- **How to complete this task**
Filter this data down to the lines that hold "MetricsSnapshot", and copy them.

- - -

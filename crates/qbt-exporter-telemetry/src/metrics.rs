//! Prometheus-backed registry for the exported qBittorrent series.
//!
//! # Design
//! - Owns a dedicated [`Registry`]; nothing is registered on the process-wide default.
//! - Every series exists from construction so the exposition is stable before the first scrape.
//! - Scrapes are applied and rendered under one lock so a response reflects exactly one scrape.

use std::collections::BTreeMap;
use std::sync::{Arc, Mutex, PoisonError};

use prometheus::core::Collector;
use prometheus::{Encoder, IntGauge, IntGaugeVec, Opts, Registry, TextEncoder};
use serde::Serialize;

use crate::error::{Result, SeriesStage, TelemetryError};

/// Label values pre-registered for the two labelled series.
///
/// Values outside these sets are never exported.
#[derive(Debug, Clone, Copy, PartialEq, Eq)]
pub struct SeriesLabels {
    /// Values of the `qbittorrent_status` label.
    pub connection_states: &'static [&'static str],
    /// Values of the `state` label on `qbittorrent_torrent_state`.
    pub torrent_states: &'static [&'static str],
}

const STATUS_METRIC: &str = "qbittorrent_status";
const TORRENT_STATE_METRIC: &str = "qbittorrent_torrent_state";

/// Registry of qBittorrent gauges shared with the HTTP surface.
#[derive(Clone)]
pub struct Metrics {
    inner: Arc<MetricsInner>,
}

struct MetricsInner {
    registry: Registry,
    labels: SeriesLabels,
    scrape_lock: Mutex<()>,
    peers_blocked: IntGauge,
    status: IntGaugeVec,
    dht_nodes: IntGauge,
    dl_info_data: IntGauge,
    dl_info_speed: IntGauge,
    up_info_data: IntGauge,
    up_info_speed: IntGauge,
    torrent_state: IntGaugeVec,
}

/// Point-in-time copy of every exported value.
#[derive(Debug, Clone, PartialEq, Eq, Serialize)]
pub struct MetricsSnapshot {
    /// Peers flagged as blocked in the peer log.
    pub peers_blocked: i64,
    /// Active connection state, when one is selected.
    pub connection_status: Option<String>,
    /// Connected DHT nodes.
    pub dht_nodes: i64,
    /// Session download total in bytes.
    pub dl_info_data: i64,
    /// Download rate in bytes per second.
    pub dl_info_speed: i64,
    /// Session upload total in bytes.
    pub up_info_data: i64,
    /// Upload rate in bytes per second.
    pub up_info_speed: i64,
    /// Torrent count per known state.
    pub torrent_states: BTreeMap<String, i64>,
}

impl Metrics {
    /// Construct the registry with every qBittorrent collector registered and
    /// one zeroed series per label value.
    ///
    /// # Errors
    ///
    /// Returns an error if a label set is empty or any of the Prometheus
    /// collectors cannot be built or registered.
    pub fn new(labels: SeriesLabels) -> Result<Self> {
        if labels.connection_states.is_empty() {
            return Err(TelemetryError::MissingLabels {
                series: STATUS_METRIC,
            });
        }
        if labels.torrent_states.is_empty() {
            return Err(TelemetryError::MissingLabels {
                series: TORRENT_STATE_METRIC,
            });
        }
        let registry = Registry::new();

        let peers_blocked = gauge("qbittorrent_peers_blocked", "Blocked peers in the peer log")?;
        let status = gauge_vec(
            STATUS_METRIC,
            "qBittorrent connection status",
            &[STATUS_METRIC],
        )?;
        let dht_nodes = gauge("qbittorrent_dht_nodes", "Connected DHT nodes")?;
        let dl_info_data = gauge(
            "qbittorrent_dl_info_data",
            "Data downloaded this session (bytes)",
        )?;
        let dl_info_speed = gauge(
            "qbittorrent_dl_info_speed",
            "Global download rate (bytes/s)",
        )?;
        let up_info_data = gauge(
            "qbittorrent_up_info_data",
            "Data uploaded this session (bytes)",
        )?;
        let up_info_speed = gauge("qbittorrent_up_info_speed", "Global upload rate (bytes/s)")?;
        let torrent_state = gauge_vec(
            TORRENT_STATE_METRIC,
            "Number of torrents per state",
            &["state"],
        )?;

        for state in labels.connection_states {
            status.with_label_values(&[*state]).set(0);
        }
        for state in labels.torrent_states {
            torrent_state.with_label_values(&[*state]).set(0);
        }

        register(&registry, "qbittorrent_peers_blocked", &peers_blocked)?;
        register(&registry, STATUS_METRIC, &status)?;
        register(&registry, "qbittorrent_dht_nodes", &dht_nodes)?;
        register(&registry, "qbittorrent_dl_info_data", &dl_info_data)?;
        register(&registry, "qbittorrent_dl_info_speed", &dl_info_speed)?;
        register(&registry, "qbittorrent_up_info_data", &up_info_data)?;
        register(&registry, "qbittorrent_up_info_speed", &up_info_speed)?;
        register(&registry, TORRENT_STATE_METRIC, &torrent_state)?;

        Ok(Self {
            inner: Arc::new(MetricsInner {
                registry,
                labels,
                scrape_lock: Mutex::new(()),
                peers_blocked,
                status,
                dht_nodes,
                dl_info_data,
                dl_info_speed,
                up_info_data,
                up_info_speed,
                torrent_state,
            }),
        })
    }

    /// Set the blocked peer gauge.
    pub fn set_peers_blocked(&self, count: u64) {
        self.inner.peers_blocked.set(saturating_i64(count));
    }

    /// Select the active connection state; `None` clears every state.
    ///
    /// Values outside [`SeriesLabels::connection_states`] behave like `None`.
    pub fn set_connection_status(&self, status: Option<&str>) {
        for state in self.inner.labels.connection_states {
            let active = status == Some(*state);
            self.inner
                .status
                .with_label_values(&[*state])
                .set(i64::from(active));
        }
    }

    /// Set the DHT node gauge.
    pub fn set_dht_nodes(&self, nodes: u64) {
        self.inner.dht_nodes.set(saturating_i64(nodes));
    }

    /// Set the session download total.
    pub fn set_dl_info_data(&self, bytes: u64) {
        self.inner.dl_info_data.set(saturating_i64(bytes));
    }

    /// Set the global download rate.
    pub fn set_dl_info_speed(&self, bytes_per_sec: u64) {
        self.inner.dl_info_speed.set(saturating_i64(bytes_per_sec));
    }

    /// Set the session upload total.
    pub fn set_up_info_data(&self, bytes: u64) {
        self.inner.up_info_data.set(saturating_i64(bytes));
    }

    /// Set the global upload rate.
    pub fn set_up_info_speed(&self, bytes_per_sec: u64) {
        self.inner.up_info_speed.set(saturating_i64(bytes_per_sec));
    }

    /// Set the torrent count for one state. Labels outside
    /// [`SeriesLabels::torrent_states`] are ignored.
    pub fn set_torrent_state(&self, state: &str, count: u64) {
        let labels = self.inner.labels.torrent_states;
        if !labels.iter().any(|known| *known == state) {
            return;
        }
        self.inner
            .torrent_state
            .with_label_values(&[state])
            .set(saturating_i64(count));
    }

    /// Apply a scrape and render the registry while holding the scrape lock.
    ///
    /// # Errors
    ///
    /// Returns an error if the registry cannot be encoded.
    pub fn apply_and_render<F>(&self, apply: F) -> Result<String>
    where
        F: FnOnce(&Self),
    {
        let _guard = self
            .inner
            .scrape_lock
            .lock()
            .unwrap_or_else(PoisonError::into_inner);
        apply(self);
        self.render()
    }

    /// Render the metrics registry using the Prometheus text exposition format.
    ///
    /// # Errors
    ///
    /// Returns an error if the metrics cannot be encoded or if the encoded
    /// buffer is not valid UTF-8.
    pub fn render(&self) -> Result<String> {
        let encoder = TextEncoder::new();
        let metric_families = self.inner.registry.gather();
        let mut buffer = Vec::new();
        encoder
            .encode(&metric_families, &mut buffer)
            .map_err(|source| TelemetryError::Encode { source })?;
        String::from_utf8(buffer).map_err(|source| TelemetryError::NotUtf8 { source })
    }

    /// Take a point-in-time snapshot of every exported value.
    #[must_use]
    pub fn snapshot(&self) -> MetricsSnapshot {
        let labels = self.inner.labels;
        let connection_status = labels
            .connection_states
            .iter()
            .copied()
            .find(|state| self.inner.status.with_label_values(&[*state]).get() == 1)
            .map(str::to_string);
        let torrent_states = labels
            .torrent_states
            .iter()
            .copied()
            .map(|state| {
                (
                    state.to_string(),
                    self.inner.torrent_state.with_label_values(&[state]).get(),
                )
            })
            .collect();

        MetricsSnapshot {
            peers_blocked: self.inner.peers_blocked.get(),
            connection_status,
            dht_nodes: self.inner.dht_nodes.get(),
            dl_info_data: self.inner.dl_info_data.get(),
            dl_info_speed: self.inner.dl_info_speed.get(),
            up_info_data: self.inner.up_info_data.get(),
            up_info_speed: self.inner.up_info_speed.get(),
            torrent_states,
        }
    }
}

fn gauge(series: &'static str, help: &str) -> Result<IntGauge> {
    IntGauge::with_opts(Opts::new(series, help)).map_err(|source| TelemetryError::Series {
        series,
        stage: SeriesStage::Build,
        source,
    })
}

fn gauge_vec(series: &'static str, help: &str, labels: &[&str]) -> Result<IntGaugeVec> {
    IntGaugeVec::new(Opts::new(series, help), labels).map_err(|source| TelemetryError::Series {
        series,
        stage: SeriesStage::Build,
        source,
    })
}

fn register<C>(registry: &Registry, series: &'static str, collector: &C) -> Result<()>
where
    C: Collector + Clone + 'static,
{
    registry
        .register(Box::new(collector.clone()))
        .map_err(|source| TelemetryError::Series {
            series,
            stage: SeriesStage::Register,
            source,
        })
}

/// Convert an upstream counter to a gauge value, saturating at `i64::MAX`.
fn saturating_i64(value: u64) -> i64 {
    i64::try_from(value).unwrap_or(i64::MAX)
}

- - -

- **Response**
pub struct MetricsSnapshot {
    pub fn snapshot(&self) -> MetricsSnapshot {
        MetricsSnapshot {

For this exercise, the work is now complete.